Problem to solve:
Each line of the data below holding the word "pipeline" must be copied.

*** Opening of Given records ***

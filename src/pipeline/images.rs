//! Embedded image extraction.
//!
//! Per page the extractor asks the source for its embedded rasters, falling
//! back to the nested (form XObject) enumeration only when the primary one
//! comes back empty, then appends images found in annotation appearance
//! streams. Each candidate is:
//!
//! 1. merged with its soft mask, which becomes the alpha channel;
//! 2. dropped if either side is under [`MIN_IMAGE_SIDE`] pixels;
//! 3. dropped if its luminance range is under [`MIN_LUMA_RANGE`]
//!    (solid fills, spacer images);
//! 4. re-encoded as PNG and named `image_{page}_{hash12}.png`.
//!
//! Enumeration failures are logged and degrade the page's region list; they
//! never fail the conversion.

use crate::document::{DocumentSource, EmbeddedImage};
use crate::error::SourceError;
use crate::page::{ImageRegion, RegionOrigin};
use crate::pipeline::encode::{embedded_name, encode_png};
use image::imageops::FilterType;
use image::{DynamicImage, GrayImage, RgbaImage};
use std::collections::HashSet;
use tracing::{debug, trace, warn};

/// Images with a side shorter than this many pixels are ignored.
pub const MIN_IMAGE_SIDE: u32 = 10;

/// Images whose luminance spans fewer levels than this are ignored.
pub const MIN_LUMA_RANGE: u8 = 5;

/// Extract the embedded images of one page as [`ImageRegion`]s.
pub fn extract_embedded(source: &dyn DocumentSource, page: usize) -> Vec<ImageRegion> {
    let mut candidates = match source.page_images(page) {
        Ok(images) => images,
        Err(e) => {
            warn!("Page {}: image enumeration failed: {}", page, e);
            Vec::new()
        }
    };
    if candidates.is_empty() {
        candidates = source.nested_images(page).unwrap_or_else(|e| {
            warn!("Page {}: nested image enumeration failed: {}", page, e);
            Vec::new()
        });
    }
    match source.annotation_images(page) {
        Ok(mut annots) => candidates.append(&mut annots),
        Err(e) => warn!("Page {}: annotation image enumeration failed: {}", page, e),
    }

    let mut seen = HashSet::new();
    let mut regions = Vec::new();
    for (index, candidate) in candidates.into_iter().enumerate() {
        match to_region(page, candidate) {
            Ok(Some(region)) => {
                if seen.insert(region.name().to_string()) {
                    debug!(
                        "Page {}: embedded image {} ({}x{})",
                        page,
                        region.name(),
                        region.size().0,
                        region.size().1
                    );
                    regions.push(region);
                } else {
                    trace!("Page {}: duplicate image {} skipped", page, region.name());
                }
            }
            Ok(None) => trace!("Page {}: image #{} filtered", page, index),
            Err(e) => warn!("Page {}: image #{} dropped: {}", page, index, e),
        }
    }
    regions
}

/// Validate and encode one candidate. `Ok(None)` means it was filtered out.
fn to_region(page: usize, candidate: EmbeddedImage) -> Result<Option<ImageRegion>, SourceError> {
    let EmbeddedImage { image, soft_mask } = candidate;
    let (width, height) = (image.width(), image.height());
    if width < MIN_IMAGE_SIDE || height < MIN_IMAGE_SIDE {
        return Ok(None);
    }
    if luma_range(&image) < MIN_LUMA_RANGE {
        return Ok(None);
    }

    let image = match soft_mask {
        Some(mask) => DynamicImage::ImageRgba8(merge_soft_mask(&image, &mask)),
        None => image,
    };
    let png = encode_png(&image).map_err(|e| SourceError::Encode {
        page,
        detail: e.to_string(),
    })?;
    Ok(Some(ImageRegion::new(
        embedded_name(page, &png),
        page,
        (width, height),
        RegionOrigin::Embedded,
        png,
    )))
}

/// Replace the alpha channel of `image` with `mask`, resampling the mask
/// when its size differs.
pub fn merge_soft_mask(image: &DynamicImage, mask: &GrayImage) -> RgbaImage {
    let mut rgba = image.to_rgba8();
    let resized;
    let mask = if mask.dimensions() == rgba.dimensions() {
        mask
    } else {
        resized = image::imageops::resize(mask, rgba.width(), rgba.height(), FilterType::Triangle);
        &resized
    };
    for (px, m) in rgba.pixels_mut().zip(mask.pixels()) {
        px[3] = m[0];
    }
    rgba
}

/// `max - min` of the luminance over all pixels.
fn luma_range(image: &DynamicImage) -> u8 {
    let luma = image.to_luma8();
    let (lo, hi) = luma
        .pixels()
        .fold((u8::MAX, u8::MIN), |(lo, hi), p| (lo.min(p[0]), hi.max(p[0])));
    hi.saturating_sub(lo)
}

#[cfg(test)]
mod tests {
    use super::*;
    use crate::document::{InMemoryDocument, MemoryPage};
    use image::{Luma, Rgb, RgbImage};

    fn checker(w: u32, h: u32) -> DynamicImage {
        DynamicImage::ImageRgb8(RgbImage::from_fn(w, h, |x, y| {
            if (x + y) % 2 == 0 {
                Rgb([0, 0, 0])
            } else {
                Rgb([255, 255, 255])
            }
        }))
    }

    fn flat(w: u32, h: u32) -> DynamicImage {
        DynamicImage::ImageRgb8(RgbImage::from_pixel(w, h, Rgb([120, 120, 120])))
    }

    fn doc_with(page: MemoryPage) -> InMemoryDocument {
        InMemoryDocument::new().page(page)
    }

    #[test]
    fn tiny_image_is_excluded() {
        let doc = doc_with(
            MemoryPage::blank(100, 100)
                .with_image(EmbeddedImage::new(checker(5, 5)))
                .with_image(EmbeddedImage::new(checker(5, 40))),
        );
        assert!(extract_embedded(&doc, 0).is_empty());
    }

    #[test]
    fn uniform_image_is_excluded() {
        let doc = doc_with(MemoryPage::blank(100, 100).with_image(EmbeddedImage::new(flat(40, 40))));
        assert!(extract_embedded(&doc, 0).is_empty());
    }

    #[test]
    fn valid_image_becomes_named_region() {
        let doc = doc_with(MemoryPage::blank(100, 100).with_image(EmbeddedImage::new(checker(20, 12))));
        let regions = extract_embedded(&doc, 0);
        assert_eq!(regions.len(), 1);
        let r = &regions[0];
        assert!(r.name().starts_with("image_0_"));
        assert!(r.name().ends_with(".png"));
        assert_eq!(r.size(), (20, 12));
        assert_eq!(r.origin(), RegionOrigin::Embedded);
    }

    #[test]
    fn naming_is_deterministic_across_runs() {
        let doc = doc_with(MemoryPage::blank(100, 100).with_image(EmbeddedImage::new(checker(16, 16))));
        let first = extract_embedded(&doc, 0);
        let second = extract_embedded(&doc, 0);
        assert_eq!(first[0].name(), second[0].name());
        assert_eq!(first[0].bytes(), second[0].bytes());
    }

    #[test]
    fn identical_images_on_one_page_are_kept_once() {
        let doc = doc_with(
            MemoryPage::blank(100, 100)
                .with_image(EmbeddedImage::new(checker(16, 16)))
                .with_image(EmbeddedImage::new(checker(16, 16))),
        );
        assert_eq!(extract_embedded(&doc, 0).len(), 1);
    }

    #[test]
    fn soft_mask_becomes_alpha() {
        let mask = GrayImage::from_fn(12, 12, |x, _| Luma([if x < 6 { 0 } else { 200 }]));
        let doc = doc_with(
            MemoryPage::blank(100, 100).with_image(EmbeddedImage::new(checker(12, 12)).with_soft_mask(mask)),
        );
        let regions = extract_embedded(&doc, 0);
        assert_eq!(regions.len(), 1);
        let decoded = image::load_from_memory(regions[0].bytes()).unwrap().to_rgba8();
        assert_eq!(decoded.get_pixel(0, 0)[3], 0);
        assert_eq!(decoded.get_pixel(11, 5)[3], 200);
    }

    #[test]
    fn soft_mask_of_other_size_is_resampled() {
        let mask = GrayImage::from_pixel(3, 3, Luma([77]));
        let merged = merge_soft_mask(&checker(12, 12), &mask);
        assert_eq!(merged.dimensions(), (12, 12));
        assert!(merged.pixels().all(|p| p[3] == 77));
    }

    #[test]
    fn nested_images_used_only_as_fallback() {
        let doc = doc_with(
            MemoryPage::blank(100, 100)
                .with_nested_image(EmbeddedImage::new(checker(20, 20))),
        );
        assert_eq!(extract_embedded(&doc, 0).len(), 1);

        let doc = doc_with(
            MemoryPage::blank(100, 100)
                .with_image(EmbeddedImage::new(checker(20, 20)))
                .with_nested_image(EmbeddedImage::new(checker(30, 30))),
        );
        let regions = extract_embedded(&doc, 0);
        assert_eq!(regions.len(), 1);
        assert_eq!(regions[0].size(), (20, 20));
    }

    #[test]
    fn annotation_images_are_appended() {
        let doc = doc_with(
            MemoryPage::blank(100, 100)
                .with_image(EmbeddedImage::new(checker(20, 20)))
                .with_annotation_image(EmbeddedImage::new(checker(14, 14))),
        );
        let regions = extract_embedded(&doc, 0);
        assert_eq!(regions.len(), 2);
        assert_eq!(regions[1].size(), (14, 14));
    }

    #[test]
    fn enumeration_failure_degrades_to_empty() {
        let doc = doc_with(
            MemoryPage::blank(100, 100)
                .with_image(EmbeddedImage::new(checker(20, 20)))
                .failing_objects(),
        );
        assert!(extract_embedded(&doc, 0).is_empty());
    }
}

*** Close of Given records ***

Your response:
filename src/pipeline/images.rs
use crate::pipeline::encode::{embedded_name, encode_png};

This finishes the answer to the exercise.